Sementara pasal 30 ayat 4 negaskan: kepolisian republik indonesia sebagai alat negara yang menjaga keamanan dan ketertiban masyarakat bertugas melindungi, mengayomi,melayani masyarakat, serta menegakan hukum. Yang di atur lebih lanjut dalam uu nomor 2/2002 tentang polri tepatnya pada pasal 8 ayat 1 dengan frasa: kepolisian negara Republik Indonesia dibawah Presiden. Dengan ini jelas bahwa pimpinan tertinggi kepolisian ada Presiden Republik Indonesia.
Fakta Hukum:
Secara normatif telah penulis jelaskan, selanjutnya mari melihat fakta, Mahkamah Konstitusi sebagai “the guardian of the constitutional” telah menguji pasal 28 ayat 3 Undang-Undang nomor 2 tahun 2002 tentang kepolisian dengan Nomor perkara 114/PUU-XXIII/2025 perlu di ingat bahwa putusan MK tidak merubah pasalnya oleh karena itu adalah tugas dari DPR bersama Presiden melainkan menafsir isi atau makna dari pasal tersebut. Dalam pasal 28 ayat 3 uu nomor 2/2002 pada penjelasannya sebelum di ubah berbunyi “istilah jabatan diluar kepolisian merujuk pada posisi yang tidak terkait dengan tugas kepolisian atau tidak berdasarkan penugasan penugasan kapolri” jadi yang sebenarnya di uji adalah bukan batang tubuh pasalnya sendiri, melainkan frasa dalam penjelasan pasal 28 ayat 3 (tidak berdasarkan penugasan kapolri). Setealah pengujian di lakukan MK memutuskan menyatakan bahwa frasa :atau tidak berdasarkan penugasan dari kapolri” dalam penjelasan pasal 28 ayat 3 bertentangan dengan UUD 1945 dan tidak memiliki kekuatan hukum mengikat. Akibat dari penghapusan itu maka ketentuan penempatan anggota porli aktif di jabatan sipil di luar sktruktur organisasi porli hanya dapat dilakukan apabila anggota porli telah mengundurkan diri atau pensiun dari dinas kepolisian, singga tidak ada alasan lagi untuk aparat kepolisian menjabat di jabatan sipil. Keputusan ini berlaku vinal and banding sejak di bacakan pada tanggal 14 november 2025.

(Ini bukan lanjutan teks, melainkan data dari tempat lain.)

#![allow(dead_code)]
//! Shared test utilities for integration tests.
//!
//! - `fixtures`: chain state and import file builders

pub mod fixtures;

pub use fixtures::{
    entry_ids, record_entry_ids, record_json, setup_chain, write_chain_state, write_import_file,
    write_import_records, AUTHORITY, BLOCK_DATE, OWNER,
};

Mirisnya, selang waktu tidak begitu lama kepolisian Republik indonesia melalui kapolri Jenderal Listyo Sigit Prabowo melalui peraturan kepolisian (Perpol) nomor 10 tahun 2025 yang di tetapkan pada 9 desember 2025 menegaskan aturan internal porli yang membuka kemungkinan menugaskan anggota porli aktif untuk menjabat disejumlah posisi sipil melalui mekanisme tertentu yakni ada 17 kementrian/lembaga tanpa mensyaratkan mundur atau pensiun oleh karena menurutnya polisi termaksud sipil bukan militer. Dengan dihadirkan Perpol maka juga telah melanggar prinsip checks and balance dan menganggap bahwa keputusan MK bisa di tawar-tawar dan bukan kewajiban.
Kesimpulan: Putusan mahkamah konstitusi adalah vinal and banting tidak ada lagi upaya hukum setelah putusan itu di keluarkan dan menjadi rujukan utama bagi pembuatan undang-undang DRP bersama Presiden guna merancang dan merencanakan uu yang terkait dengan putusan MK tersebut, namun, perlu di ingat bahwa putusan MK tidak di benarkan sekali-kali dibatalkan, dianulir, atau di tafsir ulang oleh lembaga manapun termaksud Presiden, DPR, Mentri dan apalagi Kaporli sehingga tidak mengakibatkan terjadinya pembangkangan terhadap konstitusi. adalah sesuatu hal yang sangat memalukan jika ini terjadi dalam konstruk negara hukum, putusan Mahkamah Konstitusi adalah kewajiban hukum yang mengikat untuk semua pihak walaupun kekurangannya memang pada bagian eksekuturnya yang tidak ada, namun, jangan jadikan itu sebagai kesempatan untuk mempermalukan kewibawaan Mahkamah Konstitusi sehingga putusan MK seperti singa yang ompong yang tidak bisa menggigit.